▶ _Task description_: Identify every line in the records below that contains the word "Mutex", and reproduce each one.

====== Excerpted data

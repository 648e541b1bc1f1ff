use shared::{Arena, HEARTBEAT_TIMEOUT_MS, PACKET_LENGTH};
use std::net::SocketAddr;
use std::time::Duration;

/// Runtime settings for a server instance
#[derive(Debug, Clone)]
pub struct ServerConfig {
    /// Address the UDP socket binds to
    pub bind_addr: SocketAddr,
    /// Size of the per-datagram receive buffer
    pub packet_length: usize,
    /// Kernel send/receive buffer size requested for the socket
    pub socket_buffer_size: usize,
    /// Silence after which a session is evicted
    pub heartbeat_timeout: Duration,
    /// How often the heartbeat monitor ages sessions
    pub heartbeat_interval: Duration,
    /// Pacing of the simulation loop
    pub tick_interval: Duration,
    /// Bolts outside this rectangle are despawned
    pub arena: Arena,
    /// Reject frames whose declared payload length differs from what arrived
    pub strict_frames: bool,
    /// Released bolts kept for reuse
    pub bolt_pool_capacity: usize,
}

impl ServerConfig {
    /// Sets the simulation pacing from a rate in ticks per second.
    pub fn with_tick_rate(mut self, ticks_per_second: u32) -> Self {
        self.tick_interval = Duration::from_secs_f64(1.0 / f64::from(ticks_per_second.max(1)));
        self
    }

    pub fn heartbeat_timeout_ms(&self) -> u64 {
        self.heartbeat_timeout.as_millis() as u64
    }
}

impl Default for ServerConfig {
    fn default() -> Self {
        Self {
            bind_addr: SocketAddr::from(([127, 0, 0, 1], 8080)),
            packet_length: PACKET_LENGTH,
            socket_buffer_size: PACKET_LENGTH,
            heartbeat_timeout: Duration::from_millis(HEARTBEAT_TIMEOUT_MS),
            heartbeat_interval: Duration::from_millis(100),
            tick_interval: Duration::from_millis(16),
            arena: Arena::default(),
            strict_frames: false,
            bolt_pool_capacity: 100,
        }
    }
}
//! Client session registry
//!
//! Tracks every connected client by its self-chosen 128-bit id:
//! - Network address for replies and broadcasts
//! - Liveness timer (milliseconds since the last heartbeat)
//!
//! Each operation takes the registry lock exactly once, so callers never see a
//! half-applied change and iteration never races a structural mutation.

use crate::error::ServerError;
use log::info;
use std::collections::HashMap;
use std::net::SocketAddr;
use tokio::sync::Mutex;
use uuid::Uuid;

/// Server-side record of one connected client
#[derive(Debug, Clone, PartialEq)]
pub struct Session {
    /// Client-generated identifier, also the id of its Player actor
    pub id: Uuid,
    /// Source address of the CONNECT that created the session
    pub addr: SocketAddr,
    /// Time accumulated since the last heartbeat
    pub since_heartbeat_ms: u64,
}

impl Session {
    pub fn new(id: Uuid, addr: SocketAddr) -> Self {
        Self {
            id,
            addr,
            since_heartbeat_ms: 0,
        }
    }

    /// Returns true once the liveness timer has passed the timeout.
    pub fn is_timed_out(&self, timeout_ms: u64) -> bool {
        self.since_heartbeat_ms > timeout_ms
    }
}

/// Sessions evicted by a timeout sweep, together with everyone who should
/// hear about it.
#[derive(Debug, Default)]
pub struct Eviction {
    pub evicted: Vec<Session>,
    /// Every session known when the sweep ran, evicted ones included
    pub recipients: Vec<SocketAddr>,
}

/// Mutually exclusive registry of connected clients
#[derive(Debug, Default)]
pub struct SessionRegistry {
    sessions: Mutex<HashMap<Uuid, Session>>,
}

impl SessionRegistry {
    pub fn new() -> Self {
        Self::default()
    }

    /// Creates a session unless one already exists for `id`.
    pub async fn register(&self, id: Uuid, addr: SocketAddr) -> Result<Session, ServerError> {
        let mut sessions = self.sessions.lock().await;
        if sessions.contains_key(&id) {
            return Err(ServerError::DuplicateSession(id));
        }

        let session = Session::new(id, addr);
        sessions.insert(id, session.clone());
        info!("Client {} connected from {}", id, addr);
        Ok(session)
    }

    /// Resets the liveness timer of `id`.
    pub async fn touch(&self, id: Uuid) -> Result<(), ServerError> {
        let mut sessions = self.sessions.lock().await;
        match sessions.get_mut(&id) {
            Some(session) => {
                session.since_heartbeat_ms = 0;
                Ok(())
            }
            None => Err(ServerError::UnknownSession(id)),
        }
    }

    pub async fn remove(&self, id: Uuid) -> Result<Session, ServerError> {
        let mut sessions = self.sessions.lock().await;
        let session = sessions
            .remove(&id)
            .ok_or(ServerError::UnknownSession(id))?;
        info!("Client {} disconnected", id);
        Ok(session)
    }

    /// Drops a session without announcing a disconnect, undoing a
    /// registration whose connect could not complete.
    pub async fn discard(&self, id: Uuid) -> bool {
        self.sessions.lock().await.remove(&id).is_some()
    }

    pub async fn contains(&self, id: Uuid) -> bool {
        self.sessions.lock().await.contains_key(&id)
    }

    /// Fails with `UnknownSession` when `id` has not connected.
    pub async fn require(&self, id: Uuid) -> Result<(), ServerError> {
        if self.contains(id).await {
            Ok(())
        } else {
            Err(ServerError::UnknownSession(id))
        }
    }

    /// Visits every session while holding the lock.
    pub async fn for_each<F>(&self, mut f: F)
    where
        F: FnMut(&Session),
    {
        let sessions = self.sessions.lock().await;
        for session in sessions.values() {
            f(session);
        }
    }

    /// Addresses of every session except `exclude`.
    pub async fn addrs_except(&self, exclude: Option<Uuid>) -> Vec<SocketAddr> {
        let mut addrs = Vec::new();
        self.for_each(|session| {
            if Some(session.id) != exclude {
                addrs.push(session.addr);
            }
        })
        .await;
        addrs
    }

    pub async fn addrs(&self) -> Vec<SocketAddr> {
        self.addrs_except(None).await
    }

    /// Adds elapsed time to every session's liveness timer.
    pub async fn age_all(&self, delta_ms: u64) {
        let mut sessions = self.sessions.lock().await;
        for session in sessions.values_mut() {
            session.since_heartbeat_ms = session.since_heartbeat_ms.saturating_add(delta_ms);
        }
    }

    /// Removes every session past `timeout_ms`.
    ///
    /// Expired sessions are collected during the scan and removed after it,
    /// and the recipient list is captured before any removal.
    pub async fn evict_expired(&self, timeout_ms: u64) -> Eviction {
        let mut sessions = self.sessions.lock().await;

        let expired: Vec<Uuid> = sessions
            .values()
            .filter(|session| session.is_timed_out(timeout_ms))
            .map(|session| session.id)
            .collect();
        if expired.is_empty() {
            return Eviction::default();
        }

        let recipients = sessions.values().map(|session| session.addr).collect();
        let evicted = expired
            .iter()
            .filter_map(|id| sessions.remove(id))
            .collect();

        Eviction {
            evicted,
            recipients,
        }
    }

    pub async fn len(&self) -> usize {
        self.sessions.lock().await.len()
    }

    pub async fn is_empty(&self) -> bool {
        self.sessions.lock().await.is_empty()
    }
}
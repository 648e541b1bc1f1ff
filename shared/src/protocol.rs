//! Fixed-header binary wire format.
//!
//! Every datagram starts with a 21-byte header:
//!
//! ```text
//! [i32 payload length][u8 kind][u64 sender hi][u64 sender lo]
//! ```
//!
//! followed by a fixed-size, kind-specific payload. All fields are big-endian.
//! Bolt messages emitted by the server put the shooter id in the sender slot,
//! so the bytes after the kind tag read shooter id, bolt id, then the rest.
//!
//! Header and payload structs are serialized with bincode using fixed-width
//! big-endian integers, which lays them out byte-for-byte as above.

use crate::actor::{Bolt, NetActor, Transform};
use crate::HEADER_LENGTH;
use bincode::Options;
use serde::{Deserialize, Serialize};
use thiserror::Error;
use uuid::Uuid;

#[derive(Debug, Error)]
pub enum ProtocolError {
    #[error("datagram truncated: need {needed} bytes, got {actual}")]
    Truncated { needed: usize, actual: usize },
    #[error("unknown message kind {0}")]
    UnknownKind(u8),
    #[error("declared payload length {declared} does not match received {actual}")]
    LengthMismatch { declared: i32, actual: usize },
    #[error("codec error: {0}")]
    Codec(#[from] bincode::Error),
}

/// Message kind tag. Zero is never a valid tag.
#[repr(u8)]
#[derive(Debug, Clone, Copy, PartialEq, Eq, Hash)]
pub enum MessageKind {
    Connect = 1,
    ConnectHandshake = 2,
    Disconnect = 3,
    Heartbeat = 4,
    UpdatePlayer = 5,
    SpawnBolt = 6,
    RemoveBolt = 7,
    Update = 8,
}

impl MessageKind {
    pub const ALL: [MessageKind; 8] = [
        MessageKind::Connect,
        MessageKind::ConnectHandshake,
        MessageKind::Disconnect,
        MessageKind::Heartbeat,
        MessageKind::UpdatePlayer,
        MessageKind::SpawnBolt,
        MessageKind::RemoveBolt,
        MessageKind::Update,
    ];

    pub fn tag(self) -> u8 {
        self as u8
    }

    /// Bytes after the header that a frame of this kind must carry.
    pub fn payload_length(self) -> usize {
        match self {
            MessageKind::SpawnBolt => 16 + 4 * 4,
            MessageKind::RemoveBolt => 16 + 16,
            MessageKind::Update => 16 + 3 * 4,
            _ => 0,
        }
    }
}

impl TryFrom<u8> for MessageKind {
    type Error = ProtocolError;

    fn try_from(tag: u8) -> Result<Self, Self::Error> {
        MessageKind::ALL
            .iter()
            .copied()
            .find(|kind| kind.tag() == tag)
            .ok_or(ProtocolError::UnknownKind(tag))
    }
}

/// A client announcing a new projectile.
#[derive(Debug, Clone, Copy, PartialEq)]
pub struct SpawnBolt {
    pub bolt_id: Uuid,
    pub x: f32,
    pub y: f32,
    pub rotation: f32,
    pub speed: f32,
}

impl SpawnBolt {
    pub fn transform(&self) -> Transform {
        Transform::new(self.x, self.y, self.rotation)
    }
}

impl From<&Bolt> for SpawnBolt {
    fn from(bolt: &Bolt) -> Self {
        Self {
            bolt_id: bolt.id,
            x: bolt.transform.x,
            y: bolt.transform.y,
            rotation: bolt.transform.rotation,
            speed: bolt.speed,
        }
    }
}

/// Despawn notice for a bolt. The shooter travels in the header.
#[derive(Debug, Clone, Copy, PartialEq)]
pub struct RemoveBolt {
    pub bolt_id: Uuid,
}

/// Authoritative bolt position. The shooter travels in the header.
#[derive(Debug, Clone, Copy, PartialEq)]
pub struct BoltUpdate {
    pub bolt_id: Uuid,
    pub x: f32,
    pub y: f32,
    pub rotation: f32,
}

#[derive(Debug, Clone, Copy, PartialEq)]
pub enum Message {
    Connect,
    ConnectHandshake,
    Disconnect,
    Heartbeat,
    /// Client-reported player transform. The payload is opaque to the server.
    UpdatePlayer,
    SpawnBolt(SpawnBolt),
    RemoveBolt(RemoveBolt),
    Update(BoltUpdate),
}

impl Message {
    pub fn kind(&self) -> MessageKind {
        match self {
            Message::Connect => MessageKind::Connect,
            Message::ConnectHandshake => MessageKind::ConnectHandshake,
            Message::Disconnect => MessageKind::Disconnect,
            Message::Heartbeat => MessageKind::Heartbeat,
            Message::UpdatePlayer => MessageKind::UpdatePlayer,
            Message::SpawnBolt(_) => MessageKind::SpawnBolt,
            Message::RemoveBolt(_) => MessageKind::RemoveBolt,
            Message::Update(_) => MessageKind::Update,
        }
    }
}

/// A decoded datagram: header fields plus the typed payload.
#[derive(Debug, Clone, Copy, PartialEq)]
pub struct Frame {
    pub sender: Uuid,
    /// Payload length as written by the sender. Informational unless decoded strictly.
    pub declared_length: i32,
    pub message: Message,
}

impl Frame {
    pub fn new(sender: Uuid, message: Message) -> Self {
        Self {
            sender,
            declared_length: message.kind().payload_length() as i32,
            message,
        }
    }

    /// Synthetic spawn used to replay an existing actor to a joining client.
    pub fn spawn_for(actor: &NetActor) -> Self {
        match actor {
            NetActor::Player(player) => Frame::new(player.id, Message::Connect),
            NetActor::Bolt(bolt) => Frame::new(
                bolt.shooter_id.unwrap_or_else(Uuid::nil),
                Message::SpawnBolt(SpawnBolt::from(bolt)),
            ),
        }
    }

    pub fn remove_bolt(bolt: &Bolt) -> Self {
        Frame::new(
            bolt.shooter_id.unwrap_or_else(Uuid::nil),
            Message::RemoveBolt(RemoveBolt { bolt_id: bolt.id }),
        )
    }

    pub fn bolt_update(bolt: &Bolt) -> Self {
        Frame::new(
            bolt.shooter_id.unwrap_or_else(Uuid::nil),
            Message::Update(BoltUpdate {
                bolt_id: bolt.id,
                x: bolt.transform.x,
                y: bolt.transform.y,
                rotation: bolt.transform.rotation,
            }),
        )
    }

    pub fn kind(&self) -> MessageKind {
        self.message.kind()
    }

    pub fn encode(&self) -> Result<Vec<u8>, ProtocolError> {
        let kind = self.kind();
        let mut buf = Vec::with_capacity(HEADER_LENGTH + kind.payload_length());

        let header = Header {
            payload_length: self.declared_length,
            kind: kind.tag(),
            sender: self.sender.into(),
        };
        wire().serialize_into(&mut buf, &header)?;

        match &self.message {
            Message::SpawnBolt(spawn) => wire().serialize_into(
                &mut buf,
                &SpawnBoltPayload {
                    bolt: spawn.bolt_id.into(),
                    x: spawn.x,
                    y: spawn.y,
                    rotation: spawn.rotation,
                    speed: spawn.speed,
                },
            )?,
            Message::RemoveBolt(remove) => wire().serialize_into(
                &mut buf,
                &RemoveBoltPayload {
                    bolt: remove.bolt_id.into(),
                    reserved: WireId { hi: 0, lo: 0 },
                },
            )?,
            Message::Update(update) => wire().serialize_into(
                &mut buf,
                &UpdatePayload {
                    bolt: update.bolt_id.into(),
                    x: update.x,
                    y: update.y,
                    rotation: update.rotation,
                },
            )?,
            _ => {}
        }

        Ok(buf)
    }

    /// Decodes a datagram, requiring only that the kind's fixed payload is present.
    pub fn decode(bytes: &[u8]) -> Result<Self, ProtocolError> {
        Self::decode_with(bytes, false)
    }

    /// Like [`Frame::decode`], but also rejects frames whose declared payload
    /// length differs from the bytes actually received.
    pub fn decode_strict(bytes: &[u8]) -> Result<Self, ProtocolError> {
        Self::decode_with(bytes, true)
    }

    fn decode_with(bytes: &[u8], strict: bool) -> Result<Self, ProtocolError> {
        if bytes.len() < HEADER_LENGTH {
            return Err(ProtocolError::Truncated {
                needed: HEADER_LENGTH,
                actual: bytes.len(),
            });
        }

        let header: Header = wire().deserialize(&bytes[..HEADER_LENGTH])?;
        let kind = MessageKind::try_from(header.kind)?;
        let body = &bytes[HEADER_LENGTH..];

        if strict && usize::try_from(header.payload_length).ok() != Some(body.len()) {
            return Err(ProtocolError::LengthMismatch {
                declared: header.payload_length,
                actual: body.len(),
            });
        }

        let needed = kind.payload_length();
        if body.len() < needed {
            return Err(ProtocolError::Truncated {
                needed: HEADER_LENGTH + needed,
                actual: bytes.len(),
            });
        }
        let payload = &body[..needed];

        let message = match kind {
            MessageKind::Connect => Message::Connect,
            MessageKind::ConnectHandshake => Message::ConnectHandshake,
            MessageKind::Disconnect => Message::Disconnect,
            MessageKind::Heartbeat => Message::Heartbeat,
            MessageKind::UpdatePlayer => Message::UpdatePlayer,
            MessageKind::SpawnBolt => {
                let p: SpawnBoltPayload = wire().deserialize(payload)?;
                Message::SpawnBolt(SpawnBolt {
                    bolt_id: p.bolt.into(),
                    x: p.x,
                    y: p.y,
                    rotation: p.rotation,
                    speed: p.speed,
                })
            }
            MessageKind::RemoveBolt => {
                let p: RemoveBoltPayload = wire().deserialize(payload)?;
                Message::RemoveBolt(RemoveBolt {
                    bolt_id: p.bolt.into(),
                })
            }
            MessageKind::Update => {
                let p: UpdatePayload = wire().deserialize(payload)?;
                Message::Update(BoltUpdate {
                    bolt_id: p.bolt.into(),
                    x: p.x,
                    y: p.y,
                    rotation: p.rotation,
                })
            }
        };

        Ok(Frame {
            sender: header.sender.into(),
            declared_length: header.payload_length,
            message,
        })
    }
}

fn wire() -> impl Options {
    bincode::DefaultOptions::new()
        .with_big_endian()
        .with_fixint_encoding()
}

/// A 128-bit id as two u64 halves, most significant first.
#[derive(Debug, Clone, Copy, Serialize, Deserialize)]
struct WireId {
    hi: u64,
    lo: u64,
}

impl From<Uuid> for WireId {
    fn from(id: Uuid) -> Self {
        let bits = id.as_u128();
        Self {
            hi: (bits >> 64) as u64,
            lo: bits as u64,
        }
    }
}

impl From<WireId> for Uuid {
    fn from(id: WireId) -> Self {
        Uuid::from_u128(((id.hi as u128) << 64) | id.lo as u128)
    }
}

#[derive(Serialize, Deserialize)]
struct Header {
    payload_length: i32,
    kind: u8,
    sender: WireId,
}

#[derive(Serialize, Deserialize)]
struct SpawnBoltPayload {
    bolt: WireId,
    x: f32,
    y: f32,
    rotation: f32,
    speed: f32,
}

#[derive(Serialize, Deserialize)]
struct RemoveBoltPayload {
    bolt: WireId,
    reserved: WireId,
}

#[derive(Serialize, Deserialize)]
struct UpdatePayload {
    bolt: WireId,
    x: f32,
    y: f32,
    rotation: f32,
}
//! Replicated entities ("net actors") tracked by the server.
//!
//! Every actor has a 128-bit identity and a 2D transform. Players are owned by
//! a client session and only relayed; bolts are simulated by the server.

use crate::{WORLD_HEIGHT, WORLD_WIDTH};
use uuid::Uuid;

/// Position and heading of an actor. Rotation is in degrees, counter-clockwise
/// from the positive x axis.
#[derive(Debug, Clone, Copy, PartialEq, Default)]
pub struct Transform {
    pub x: f32,
    pub y: f32,
    pub rotation: f32,
}

impl Transform {
    pub fn new(x: f32, y: f32, rotation: f32) -> Self {
        Self { x, y, rotation }
    }
}

/// A connected client's avatar. Its id is the owning session's id.
#[derive(Debug, Clone, PartialEq)]
pub struct Player {
    pub id: Uuid,
    /// Last client-reported transform. The server never simulates it.
    pub transform: Transform,
}

impl Player {
    pub fn new(id: Uuid) -> Self {
        Self {
            id,
            transform: Transform::default(),
        }
    }
}

/// A projectile fired by a player and moved by the server every tick.
#[derive(Debug, Clone, PartialEq)]
pub struct Bolt {
    pub id: Uuid,
    /// Session id of the player that fired it. The shooter may have left since.
    pub shooter_id: Option<Uuid>,
    pub transform: Transform,
    pub speed: f32,
}

impl Bolt {
    /// A bolt in its released state: fresh random id, no shooter, zeroed motion.
    pub fn blank() -> Self {
        Self {
            id: Uuid::new_v4(),
            shooter_id: None,
            transform: Transform::default(),
            speed: 0.0,
        }
    }

    /// Velocity derived from speed and rotation.
    pub fn velocity(&self) -> (f32, f32) {
        let radians = self.transform.rotation.to_radians();
        (self.speed * radians.cos(), self.speed * radians.sin())
    }

    /// Moves the bolt along its heading for `dt` seconds.
    pub fn advance(&mut self, dt: f32) {
        let (vx, vy) = self.velocity();
        self.transform.x += vx * dt;
        self.transform.y += vy * dt;
    }

    /// Clears every field so a pooled bolt cannot leak a previous identity.
    pub fn reset(&mut self) {
        *self = Self::blank();
    }
}

/// Closed set of replicated entities.
#[derive(Debug, Clone, PartialEq)]
pub enum NetActor {
    Player(Player),
    Bolt(Bolt),
}

impl NetActor {
    pub fn id(&self) -> Uuid {
        match self {
            NetActor::Player(player) => player.id,
            NetActor::Bolt(bolt) => bolt.id,
        }
    }

    pub fn transform(&self) -> Transform {
        match self {
            NetActor::Player(player) => player.transform,
            NetActor::Bolt(bolt) => bolt.transform,
        }
    }

    pub fn as_bolt(&self) -> Option<&Bolt> {
        match self {
            NetActor::Bolt(bolt) => Some(bolt),
            NetActor::Player(_) => None,
        }
    }

    pub fn is_bolt(&self) -> bool {
        matches!(self, NetActor::Bolt(_))
    }
}

impl From<Player> for NetActor {
    fn from(player: Player) -> Self {
        NetActor::Player(player)
    }
}

impl From<Bolt> for NetActor {
    fn from(bolt: Bolt) -> Self {
        NetActor::Bolt(bolt)
    }
}

/// Axis-aligned playing field. Edges are inside the arena.
#[derive(Debug, Clone, Copy, PartialEq)]
pub struct Arena {
    pub min_x: f32,
    pub min_y: f32,
    pub max_x: f32,
    pub max_y: f32,
}

impl Arena {
    pub fn new(width: f32, height: f32) -> Self {
        Self {
            min_x: 0.0,
            min_y: 0.0,
            max_x: width,
            max_y: height,
        }
    }

    /// Point check only; a bolt that crosses the boundary and leaves within
    /// one tick is caught on the tick its position lands outside.
    pub fn contains(&self, transform: &Transform) -> bool {
        transform.x >= self.min_x
            && transform.x <= self.max_x
            && transform.y >= self.min_y
            && transform.y <= self.max_y
    }
}

impl Default for Arena {
    fn default() -> Self {
        Self::new(WORLD_WIDTH, WORLD_HEIGHT)
    }
}
use shared::ProtocolError;
use std::net::SocketAddr;
use thiserror::Error;
use uuid::Uuid;

/// Everything that can go wrong while serving. Only `SocketInit` is fatal;
/// the rest are scoped to a single datagram or a single peer.
#[derive(Debug, Error)]
pub enum ServerError {
    #[error("malformed message: {0}")]
    MalformedMessage(#[from] ProtocolError),
    #[error("session {0} already exists")]
    DuplicateSession(Uuid),
    #[error("no session for {0}")]
    UnknownSession(Uuid),
    #[error("net actor {0} already exists")]
    DuplicateActor(Uuid),
    #[error("no net actor {0}")]
    UnknownActor(Uuid),
    #[error("failed to open socket on {addr}: {source}")]
    SocketInit {
        addr: SocketAddr,
        #[source]
        source: std::io::Error,
    },
    #[error("failed to send to {addr}: {source}")]
    SendFailure {
        addr: SocketAddr,
        #[source]
        source: std::io::Error,
    },
}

============

▶ _Exercise answer_:
use tokio::sync::Mutex;
    sessions: Mutex<HashMap<Uuid, Session>>,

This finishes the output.